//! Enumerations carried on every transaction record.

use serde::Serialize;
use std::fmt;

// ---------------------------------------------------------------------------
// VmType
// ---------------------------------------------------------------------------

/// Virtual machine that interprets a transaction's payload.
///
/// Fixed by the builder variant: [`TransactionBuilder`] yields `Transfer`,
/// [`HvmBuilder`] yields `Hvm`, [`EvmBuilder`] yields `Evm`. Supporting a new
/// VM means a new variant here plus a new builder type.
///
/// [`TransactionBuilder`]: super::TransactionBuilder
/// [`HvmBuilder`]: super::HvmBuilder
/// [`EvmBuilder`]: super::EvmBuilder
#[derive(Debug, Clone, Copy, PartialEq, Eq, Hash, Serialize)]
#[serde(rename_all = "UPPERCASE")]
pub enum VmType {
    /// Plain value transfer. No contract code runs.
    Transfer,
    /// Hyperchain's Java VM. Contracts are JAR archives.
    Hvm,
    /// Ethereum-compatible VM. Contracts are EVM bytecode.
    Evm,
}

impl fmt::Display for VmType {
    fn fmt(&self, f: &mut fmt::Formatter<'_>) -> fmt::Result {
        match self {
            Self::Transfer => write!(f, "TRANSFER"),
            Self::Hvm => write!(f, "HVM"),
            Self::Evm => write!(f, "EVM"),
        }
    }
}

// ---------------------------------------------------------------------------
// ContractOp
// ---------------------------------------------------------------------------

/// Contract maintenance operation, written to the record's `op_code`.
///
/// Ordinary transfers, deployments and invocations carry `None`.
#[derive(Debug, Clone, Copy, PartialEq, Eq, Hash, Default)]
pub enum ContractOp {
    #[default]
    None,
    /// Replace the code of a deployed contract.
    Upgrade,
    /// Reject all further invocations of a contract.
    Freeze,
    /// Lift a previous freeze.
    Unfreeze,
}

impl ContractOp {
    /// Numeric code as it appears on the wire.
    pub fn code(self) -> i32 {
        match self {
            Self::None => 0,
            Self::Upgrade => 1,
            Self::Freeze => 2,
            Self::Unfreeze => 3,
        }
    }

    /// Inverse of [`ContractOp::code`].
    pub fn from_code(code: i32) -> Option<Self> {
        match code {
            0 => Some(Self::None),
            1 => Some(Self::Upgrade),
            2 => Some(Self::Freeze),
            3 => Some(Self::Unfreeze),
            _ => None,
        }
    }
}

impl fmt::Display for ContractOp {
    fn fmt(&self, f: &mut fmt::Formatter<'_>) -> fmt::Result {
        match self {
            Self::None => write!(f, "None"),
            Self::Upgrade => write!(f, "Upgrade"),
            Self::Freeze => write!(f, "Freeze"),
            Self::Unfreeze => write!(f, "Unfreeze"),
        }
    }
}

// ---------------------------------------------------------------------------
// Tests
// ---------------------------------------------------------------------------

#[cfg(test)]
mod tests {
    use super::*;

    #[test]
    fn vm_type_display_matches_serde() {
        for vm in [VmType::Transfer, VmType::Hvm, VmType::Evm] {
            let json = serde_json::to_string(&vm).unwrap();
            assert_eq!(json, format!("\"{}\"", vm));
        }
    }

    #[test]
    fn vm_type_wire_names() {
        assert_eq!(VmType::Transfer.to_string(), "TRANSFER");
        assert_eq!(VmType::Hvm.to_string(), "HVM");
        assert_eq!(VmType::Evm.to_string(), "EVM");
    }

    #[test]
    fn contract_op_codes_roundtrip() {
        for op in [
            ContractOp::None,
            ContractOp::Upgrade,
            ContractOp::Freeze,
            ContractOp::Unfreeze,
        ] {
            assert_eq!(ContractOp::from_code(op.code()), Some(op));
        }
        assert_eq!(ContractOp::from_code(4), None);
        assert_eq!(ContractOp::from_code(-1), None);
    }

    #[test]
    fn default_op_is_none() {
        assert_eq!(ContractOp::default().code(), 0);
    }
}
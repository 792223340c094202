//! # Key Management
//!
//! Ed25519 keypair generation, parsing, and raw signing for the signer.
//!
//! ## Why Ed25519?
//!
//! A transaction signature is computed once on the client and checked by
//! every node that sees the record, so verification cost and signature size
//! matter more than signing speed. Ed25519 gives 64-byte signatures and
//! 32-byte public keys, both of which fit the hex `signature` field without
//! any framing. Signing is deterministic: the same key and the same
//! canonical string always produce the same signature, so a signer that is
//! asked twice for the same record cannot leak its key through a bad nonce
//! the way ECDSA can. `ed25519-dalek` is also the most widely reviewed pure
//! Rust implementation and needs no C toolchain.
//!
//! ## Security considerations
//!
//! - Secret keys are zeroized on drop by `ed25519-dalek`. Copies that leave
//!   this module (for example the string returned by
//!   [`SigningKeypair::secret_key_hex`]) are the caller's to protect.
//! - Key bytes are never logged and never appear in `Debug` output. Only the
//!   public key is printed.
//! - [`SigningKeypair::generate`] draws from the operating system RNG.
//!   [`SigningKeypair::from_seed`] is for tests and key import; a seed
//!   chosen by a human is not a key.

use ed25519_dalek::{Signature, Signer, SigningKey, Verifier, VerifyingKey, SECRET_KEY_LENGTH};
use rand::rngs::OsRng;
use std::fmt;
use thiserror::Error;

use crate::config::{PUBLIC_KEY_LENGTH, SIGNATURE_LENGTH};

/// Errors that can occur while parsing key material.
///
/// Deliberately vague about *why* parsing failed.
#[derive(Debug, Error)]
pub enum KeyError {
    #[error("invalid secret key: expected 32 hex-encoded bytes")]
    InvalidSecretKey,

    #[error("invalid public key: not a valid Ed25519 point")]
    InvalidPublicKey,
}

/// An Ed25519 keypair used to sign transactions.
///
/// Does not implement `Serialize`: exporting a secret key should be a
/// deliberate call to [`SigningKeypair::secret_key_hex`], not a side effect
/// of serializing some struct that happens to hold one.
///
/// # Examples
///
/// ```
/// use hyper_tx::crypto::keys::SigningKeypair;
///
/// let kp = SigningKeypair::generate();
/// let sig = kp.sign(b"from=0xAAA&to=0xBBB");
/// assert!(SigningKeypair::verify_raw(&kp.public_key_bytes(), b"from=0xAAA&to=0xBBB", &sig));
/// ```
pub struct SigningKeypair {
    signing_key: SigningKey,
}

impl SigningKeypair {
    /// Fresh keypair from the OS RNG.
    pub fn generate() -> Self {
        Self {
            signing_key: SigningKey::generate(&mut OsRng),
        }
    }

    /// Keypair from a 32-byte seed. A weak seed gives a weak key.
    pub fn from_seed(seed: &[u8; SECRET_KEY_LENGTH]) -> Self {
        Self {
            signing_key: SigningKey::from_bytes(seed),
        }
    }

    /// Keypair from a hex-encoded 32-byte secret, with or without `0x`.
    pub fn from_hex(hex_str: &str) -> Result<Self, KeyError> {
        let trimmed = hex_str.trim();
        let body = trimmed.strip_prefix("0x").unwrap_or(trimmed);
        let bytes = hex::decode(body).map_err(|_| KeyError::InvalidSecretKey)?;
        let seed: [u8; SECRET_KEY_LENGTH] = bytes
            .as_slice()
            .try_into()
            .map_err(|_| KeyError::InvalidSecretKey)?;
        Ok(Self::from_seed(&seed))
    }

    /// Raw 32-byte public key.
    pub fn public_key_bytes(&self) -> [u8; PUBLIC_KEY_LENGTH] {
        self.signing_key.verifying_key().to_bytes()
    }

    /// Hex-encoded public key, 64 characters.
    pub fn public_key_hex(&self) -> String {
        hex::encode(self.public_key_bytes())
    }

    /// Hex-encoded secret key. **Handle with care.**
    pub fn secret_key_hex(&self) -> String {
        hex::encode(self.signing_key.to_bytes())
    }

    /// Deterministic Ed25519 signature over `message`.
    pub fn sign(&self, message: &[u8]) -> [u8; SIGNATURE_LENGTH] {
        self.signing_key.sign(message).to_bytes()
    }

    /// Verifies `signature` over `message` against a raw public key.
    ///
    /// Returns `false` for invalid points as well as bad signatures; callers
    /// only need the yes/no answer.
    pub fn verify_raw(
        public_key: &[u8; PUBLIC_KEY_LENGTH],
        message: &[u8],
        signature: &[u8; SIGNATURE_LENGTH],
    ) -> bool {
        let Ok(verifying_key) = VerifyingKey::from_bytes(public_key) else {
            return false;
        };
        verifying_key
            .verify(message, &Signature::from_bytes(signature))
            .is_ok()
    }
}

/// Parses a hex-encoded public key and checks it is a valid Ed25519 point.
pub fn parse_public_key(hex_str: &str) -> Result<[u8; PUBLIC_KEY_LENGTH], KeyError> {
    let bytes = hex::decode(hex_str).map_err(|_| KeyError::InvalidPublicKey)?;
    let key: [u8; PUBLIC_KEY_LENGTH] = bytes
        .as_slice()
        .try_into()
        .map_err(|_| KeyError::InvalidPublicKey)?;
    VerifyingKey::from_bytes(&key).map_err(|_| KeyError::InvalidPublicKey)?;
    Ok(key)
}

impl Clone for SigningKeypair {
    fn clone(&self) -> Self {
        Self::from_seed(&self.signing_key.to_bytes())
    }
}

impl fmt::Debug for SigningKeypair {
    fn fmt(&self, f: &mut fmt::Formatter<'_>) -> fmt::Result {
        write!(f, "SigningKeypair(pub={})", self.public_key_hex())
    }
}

============

EXERCISE
Count how many lines in the listing above hold "trimmed". Supply only that number.

FINAL ANSWER
2